For the entries below, the result should be an exact transcription of the lines from the one with "let mut family" up to and including the one with "assert_eq!(lines.len(), 1);", and only those.

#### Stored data
------------------------------------------------
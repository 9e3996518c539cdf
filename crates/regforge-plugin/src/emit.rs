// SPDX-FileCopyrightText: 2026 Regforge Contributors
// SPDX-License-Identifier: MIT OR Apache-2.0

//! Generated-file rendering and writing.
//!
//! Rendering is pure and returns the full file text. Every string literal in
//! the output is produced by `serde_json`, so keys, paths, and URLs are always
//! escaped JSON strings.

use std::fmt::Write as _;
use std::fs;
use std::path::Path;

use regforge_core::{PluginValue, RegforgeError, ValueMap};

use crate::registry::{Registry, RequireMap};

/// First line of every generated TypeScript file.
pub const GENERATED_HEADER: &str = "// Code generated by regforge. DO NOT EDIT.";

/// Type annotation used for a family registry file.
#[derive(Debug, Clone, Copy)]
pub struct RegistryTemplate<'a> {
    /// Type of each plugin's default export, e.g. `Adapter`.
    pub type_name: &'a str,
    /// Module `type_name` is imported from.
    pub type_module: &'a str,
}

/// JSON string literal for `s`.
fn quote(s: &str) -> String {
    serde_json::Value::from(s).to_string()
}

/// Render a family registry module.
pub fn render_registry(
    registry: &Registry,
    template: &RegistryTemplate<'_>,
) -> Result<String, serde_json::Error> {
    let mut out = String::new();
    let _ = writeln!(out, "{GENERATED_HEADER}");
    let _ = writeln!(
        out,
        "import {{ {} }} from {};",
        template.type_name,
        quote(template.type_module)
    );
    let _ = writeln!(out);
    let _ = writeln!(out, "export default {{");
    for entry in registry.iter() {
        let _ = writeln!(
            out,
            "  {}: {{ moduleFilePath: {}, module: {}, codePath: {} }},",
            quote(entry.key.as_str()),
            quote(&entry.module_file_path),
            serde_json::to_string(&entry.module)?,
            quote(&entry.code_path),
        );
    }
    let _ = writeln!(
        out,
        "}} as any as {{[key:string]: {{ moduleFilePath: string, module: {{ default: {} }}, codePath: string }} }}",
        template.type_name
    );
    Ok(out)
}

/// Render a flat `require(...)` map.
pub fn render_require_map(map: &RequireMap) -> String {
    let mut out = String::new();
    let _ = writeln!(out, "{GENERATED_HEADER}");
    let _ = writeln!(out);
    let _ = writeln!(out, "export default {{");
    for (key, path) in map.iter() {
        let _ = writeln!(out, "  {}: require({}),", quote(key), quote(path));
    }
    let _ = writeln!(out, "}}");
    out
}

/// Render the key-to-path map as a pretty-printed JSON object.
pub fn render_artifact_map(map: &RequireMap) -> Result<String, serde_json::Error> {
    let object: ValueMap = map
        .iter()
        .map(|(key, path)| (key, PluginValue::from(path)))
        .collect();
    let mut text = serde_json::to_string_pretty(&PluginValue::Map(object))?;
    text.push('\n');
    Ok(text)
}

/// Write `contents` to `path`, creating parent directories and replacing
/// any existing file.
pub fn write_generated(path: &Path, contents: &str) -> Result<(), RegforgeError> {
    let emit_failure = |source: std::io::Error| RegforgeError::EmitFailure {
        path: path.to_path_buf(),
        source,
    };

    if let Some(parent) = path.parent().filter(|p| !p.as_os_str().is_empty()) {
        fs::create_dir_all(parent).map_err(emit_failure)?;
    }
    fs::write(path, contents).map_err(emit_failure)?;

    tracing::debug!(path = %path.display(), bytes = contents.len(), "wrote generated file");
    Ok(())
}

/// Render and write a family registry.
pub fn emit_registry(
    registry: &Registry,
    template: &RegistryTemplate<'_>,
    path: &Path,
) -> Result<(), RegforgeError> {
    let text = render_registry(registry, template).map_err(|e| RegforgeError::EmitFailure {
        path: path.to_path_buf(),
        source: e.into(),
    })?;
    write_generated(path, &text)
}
------------------------------------------------
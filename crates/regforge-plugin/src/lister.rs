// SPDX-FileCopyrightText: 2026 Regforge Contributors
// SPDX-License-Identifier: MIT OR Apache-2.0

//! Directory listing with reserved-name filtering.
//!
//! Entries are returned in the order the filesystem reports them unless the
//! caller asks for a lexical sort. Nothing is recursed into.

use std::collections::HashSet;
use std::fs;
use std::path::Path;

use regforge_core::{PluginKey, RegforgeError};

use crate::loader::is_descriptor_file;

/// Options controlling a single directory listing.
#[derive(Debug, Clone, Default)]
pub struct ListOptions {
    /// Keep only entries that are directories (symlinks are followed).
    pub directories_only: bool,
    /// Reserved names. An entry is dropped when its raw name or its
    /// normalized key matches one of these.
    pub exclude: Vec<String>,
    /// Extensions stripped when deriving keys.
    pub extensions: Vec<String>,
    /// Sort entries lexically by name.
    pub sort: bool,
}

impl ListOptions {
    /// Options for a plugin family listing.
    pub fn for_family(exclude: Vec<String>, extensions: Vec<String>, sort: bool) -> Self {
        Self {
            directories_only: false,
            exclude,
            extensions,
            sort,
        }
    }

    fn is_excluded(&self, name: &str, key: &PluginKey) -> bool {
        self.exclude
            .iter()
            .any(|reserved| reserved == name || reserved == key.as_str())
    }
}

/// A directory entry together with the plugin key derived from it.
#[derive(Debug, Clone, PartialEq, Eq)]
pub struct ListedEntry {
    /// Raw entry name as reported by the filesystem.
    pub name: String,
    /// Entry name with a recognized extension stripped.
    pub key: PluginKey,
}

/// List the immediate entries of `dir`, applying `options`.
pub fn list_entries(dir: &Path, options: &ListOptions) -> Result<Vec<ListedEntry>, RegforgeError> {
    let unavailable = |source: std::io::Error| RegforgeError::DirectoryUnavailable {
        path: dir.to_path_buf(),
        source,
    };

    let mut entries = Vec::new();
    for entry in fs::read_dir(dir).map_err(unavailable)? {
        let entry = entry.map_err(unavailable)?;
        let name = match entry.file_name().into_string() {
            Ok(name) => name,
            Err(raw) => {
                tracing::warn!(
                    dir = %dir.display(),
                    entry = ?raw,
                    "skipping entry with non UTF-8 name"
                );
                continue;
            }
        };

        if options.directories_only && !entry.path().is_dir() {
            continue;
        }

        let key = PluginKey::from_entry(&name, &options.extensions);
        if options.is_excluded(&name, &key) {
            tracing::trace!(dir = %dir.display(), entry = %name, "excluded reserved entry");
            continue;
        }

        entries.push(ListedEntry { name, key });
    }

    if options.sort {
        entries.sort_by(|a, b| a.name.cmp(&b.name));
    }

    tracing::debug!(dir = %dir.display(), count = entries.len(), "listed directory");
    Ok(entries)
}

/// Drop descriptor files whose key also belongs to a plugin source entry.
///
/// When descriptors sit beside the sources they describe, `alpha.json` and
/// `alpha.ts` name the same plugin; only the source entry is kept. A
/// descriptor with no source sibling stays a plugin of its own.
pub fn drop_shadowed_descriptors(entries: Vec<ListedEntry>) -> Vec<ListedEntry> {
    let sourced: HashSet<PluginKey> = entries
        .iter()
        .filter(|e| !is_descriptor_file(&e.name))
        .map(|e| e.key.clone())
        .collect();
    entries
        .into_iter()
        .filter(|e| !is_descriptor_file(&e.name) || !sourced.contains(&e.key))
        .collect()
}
------------------------------------------------
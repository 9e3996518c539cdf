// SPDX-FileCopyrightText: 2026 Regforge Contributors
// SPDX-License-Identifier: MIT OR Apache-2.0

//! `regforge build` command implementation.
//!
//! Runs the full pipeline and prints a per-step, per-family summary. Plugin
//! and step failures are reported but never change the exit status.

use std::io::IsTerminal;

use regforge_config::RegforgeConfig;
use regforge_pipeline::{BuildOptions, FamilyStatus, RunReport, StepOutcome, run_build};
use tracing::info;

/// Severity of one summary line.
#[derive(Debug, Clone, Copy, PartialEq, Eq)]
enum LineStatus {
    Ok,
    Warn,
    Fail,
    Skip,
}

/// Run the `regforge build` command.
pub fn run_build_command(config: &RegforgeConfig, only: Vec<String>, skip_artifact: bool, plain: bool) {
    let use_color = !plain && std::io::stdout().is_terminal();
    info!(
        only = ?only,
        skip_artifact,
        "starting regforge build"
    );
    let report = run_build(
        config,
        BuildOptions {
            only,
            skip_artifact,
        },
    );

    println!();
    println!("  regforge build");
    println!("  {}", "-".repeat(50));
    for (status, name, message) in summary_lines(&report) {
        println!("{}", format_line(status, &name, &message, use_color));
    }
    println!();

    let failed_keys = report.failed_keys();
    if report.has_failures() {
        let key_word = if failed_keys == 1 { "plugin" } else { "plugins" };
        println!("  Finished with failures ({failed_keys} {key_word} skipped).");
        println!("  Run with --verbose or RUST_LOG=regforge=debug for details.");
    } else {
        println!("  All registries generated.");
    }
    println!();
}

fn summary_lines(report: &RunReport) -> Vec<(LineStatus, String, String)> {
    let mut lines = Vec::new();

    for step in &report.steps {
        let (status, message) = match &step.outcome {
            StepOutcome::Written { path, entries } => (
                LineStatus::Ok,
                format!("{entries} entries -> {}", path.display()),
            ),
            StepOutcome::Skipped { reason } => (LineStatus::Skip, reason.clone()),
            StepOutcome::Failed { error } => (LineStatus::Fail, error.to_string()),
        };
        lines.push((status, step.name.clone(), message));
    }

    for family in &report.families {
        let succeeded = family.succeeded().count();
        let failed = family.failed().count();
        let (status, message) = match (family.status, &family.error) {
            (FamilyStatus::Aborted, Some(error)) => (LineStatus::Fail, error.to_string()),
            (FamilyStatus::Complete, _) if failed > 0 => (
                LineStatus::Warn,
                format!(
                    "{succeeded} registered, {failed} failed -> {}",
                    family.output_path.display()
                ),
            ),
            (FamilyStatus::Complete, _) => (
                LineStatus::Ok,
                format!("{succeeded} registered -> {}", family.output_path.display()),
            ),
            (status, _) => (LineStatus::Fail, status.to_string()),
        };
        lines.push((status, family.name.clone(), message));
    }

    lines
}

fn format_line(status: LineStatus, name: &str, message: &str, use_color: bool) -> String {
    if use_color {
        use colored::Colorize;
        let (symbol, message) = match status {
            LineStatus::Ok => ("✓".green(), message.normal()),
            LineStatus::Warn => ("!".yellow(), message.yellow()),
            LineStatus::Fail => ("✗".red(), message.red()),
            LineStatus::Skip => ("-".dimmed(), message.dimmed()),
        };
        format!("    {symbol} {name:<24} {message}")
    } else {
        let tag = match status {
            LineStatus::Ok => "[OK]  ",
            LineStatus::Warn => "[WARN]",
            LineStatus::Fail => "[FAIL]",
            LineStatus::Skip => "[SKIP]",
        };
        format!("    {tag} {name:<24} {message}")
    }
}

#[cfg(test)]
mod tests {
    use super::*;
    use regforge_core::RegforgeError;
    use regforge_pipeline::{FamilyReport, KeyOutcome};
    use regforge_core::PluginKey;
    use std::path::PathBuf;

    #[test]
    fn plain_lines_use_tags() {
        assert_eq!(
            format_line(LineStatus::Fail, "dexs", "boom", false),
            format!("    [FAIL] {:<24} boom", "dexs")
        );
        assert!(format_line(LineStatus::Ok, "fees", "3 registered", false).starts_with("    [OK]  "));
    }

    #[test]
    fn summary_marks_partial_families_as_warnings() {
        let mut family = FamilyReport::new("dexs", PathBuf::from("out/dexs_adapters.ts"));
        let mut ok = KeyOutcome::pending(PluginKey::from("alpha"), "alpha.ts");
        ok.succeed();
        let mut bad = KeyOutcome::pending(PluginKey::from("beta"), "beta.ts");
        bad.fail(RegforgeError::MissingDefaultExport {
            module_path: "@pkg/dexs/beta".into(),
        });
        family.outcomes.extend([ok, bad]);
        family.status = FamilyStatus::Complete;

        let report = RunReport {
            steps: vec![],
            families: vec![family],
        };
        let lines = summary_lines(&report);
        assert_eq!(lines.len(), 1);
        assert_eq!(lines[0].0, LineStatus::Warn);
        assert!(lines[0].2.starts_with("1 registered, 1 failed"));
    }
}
------------------------------------------------
#### Output for this exercise
        let mut family = FamilyReport::new("dexs", PathBuf::from("out/dexs_adapters.ts"));
        let mut ok = KeyOutcome::pending(PluginKey::from("alpha"), "alpha.ts");
        ok.succeed();
        let mut bad = KeyOutcome::pending(PluginKey::from("beta"), "beta.ts");
        bad.fail(RegforgeError::MissingDefaultExport {
            module_path: "@pkg/dexs/beta".into(),
        });
        family.outcomes.extend([ok, bad]);
        family.status = FamilyStatus::Complete;

        let report = RunReport {
            steps: vec![],
            families: vec![family],
        };
        let lines = summary_lines(&report);
        assert_eq!(lines.len(), 1);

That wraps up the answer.